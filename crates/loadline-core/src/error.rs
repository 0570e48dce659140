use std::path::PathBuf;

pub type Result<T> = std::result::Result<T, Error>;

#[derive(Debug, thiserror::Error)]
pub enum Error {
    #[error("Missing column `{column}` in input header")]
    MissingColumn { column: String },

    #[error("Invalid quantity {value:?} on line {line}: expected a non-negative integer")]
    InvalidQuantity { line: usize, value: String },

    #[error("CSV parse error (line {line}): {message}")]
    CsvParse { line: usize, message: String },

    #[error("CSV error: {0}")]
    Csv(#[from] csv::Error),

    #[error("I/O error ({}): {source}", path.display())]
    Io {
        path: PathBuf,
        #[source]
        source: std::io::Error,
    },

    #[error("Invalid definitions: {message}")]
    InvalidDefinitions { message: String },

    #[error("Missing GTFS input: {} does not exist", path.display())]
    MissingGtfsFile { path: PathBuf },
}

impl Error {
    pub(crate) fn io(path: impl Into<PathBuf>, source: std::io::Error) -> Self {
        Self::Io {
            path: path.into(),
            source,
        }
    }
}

---

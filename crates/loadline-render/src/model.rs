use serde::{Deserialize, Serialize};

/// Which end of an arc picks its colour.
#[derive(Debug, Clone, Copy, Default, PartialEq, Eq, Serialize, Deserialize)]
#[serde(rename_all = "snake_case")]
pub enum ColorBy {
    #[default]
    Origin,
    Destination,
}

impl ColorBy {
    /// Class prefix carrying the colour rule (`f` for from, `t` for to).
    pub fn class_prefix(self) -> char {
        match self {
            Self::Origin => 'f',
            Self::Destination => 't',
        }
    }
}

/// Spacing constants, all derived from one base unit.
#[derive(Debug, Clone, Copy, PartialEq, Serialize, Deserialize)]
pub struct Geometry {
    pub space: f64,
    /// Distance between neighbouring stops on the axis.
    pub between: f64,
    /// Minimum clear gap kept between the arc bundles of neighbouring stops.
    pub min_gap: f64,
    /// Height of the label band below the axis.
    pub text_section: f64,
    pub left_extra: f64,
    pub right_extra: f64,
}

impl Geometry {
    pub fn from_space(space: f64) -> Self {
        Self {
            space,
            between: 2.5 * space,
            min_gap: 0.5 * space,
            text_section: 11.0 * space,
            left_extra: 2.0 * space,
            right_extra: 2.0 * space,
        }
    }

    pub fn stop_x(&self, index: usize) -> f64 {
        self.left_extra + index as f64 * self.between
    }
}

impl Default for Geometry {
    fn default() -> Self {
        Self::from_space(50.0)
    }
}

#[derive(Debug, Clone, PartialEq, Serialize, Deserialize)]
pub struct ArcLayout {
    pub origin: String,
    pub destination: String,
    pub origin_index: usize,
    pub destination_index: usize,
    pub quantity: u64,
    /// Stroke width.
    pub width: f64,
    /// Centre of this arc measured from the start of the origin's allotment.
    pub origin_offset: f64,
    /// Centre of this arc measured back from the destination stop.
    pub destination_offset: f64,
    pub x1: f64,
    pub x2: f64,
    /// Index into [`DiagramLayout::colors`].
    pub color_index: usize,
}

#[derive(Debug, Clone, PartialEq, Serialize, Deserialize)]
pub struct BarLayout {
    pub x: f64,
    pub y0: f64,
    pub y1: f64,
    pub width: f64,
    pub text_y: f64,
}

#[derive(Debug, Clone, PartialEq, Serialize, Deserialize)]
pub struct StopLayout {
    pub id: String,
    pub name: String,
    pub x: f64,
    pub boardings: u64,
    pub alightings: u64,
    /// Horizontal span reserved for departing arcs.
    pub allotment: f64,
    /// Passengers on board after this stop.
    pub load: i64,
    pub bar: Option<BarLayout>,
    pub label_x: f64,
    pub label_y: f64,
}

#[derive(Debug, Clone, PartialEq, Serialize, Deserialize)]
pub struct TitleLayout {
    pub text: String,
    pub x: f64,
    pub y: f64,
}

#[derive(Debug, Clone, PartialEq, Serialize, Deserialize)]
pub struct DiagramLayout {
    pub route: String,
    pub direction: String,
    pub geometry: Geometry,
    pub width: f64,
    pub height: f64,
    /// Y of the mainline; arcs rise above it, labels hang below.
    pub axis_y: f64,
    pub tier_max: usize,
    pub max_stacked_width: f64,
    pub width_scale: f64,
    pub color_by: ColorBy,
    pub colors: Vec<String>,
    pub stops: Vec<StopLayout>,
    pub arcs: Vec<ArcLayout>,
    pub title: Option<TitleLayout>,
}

Assigned task.
The answer is a number only: how many lines of the data above include "BarLayout"?

Your solution.
2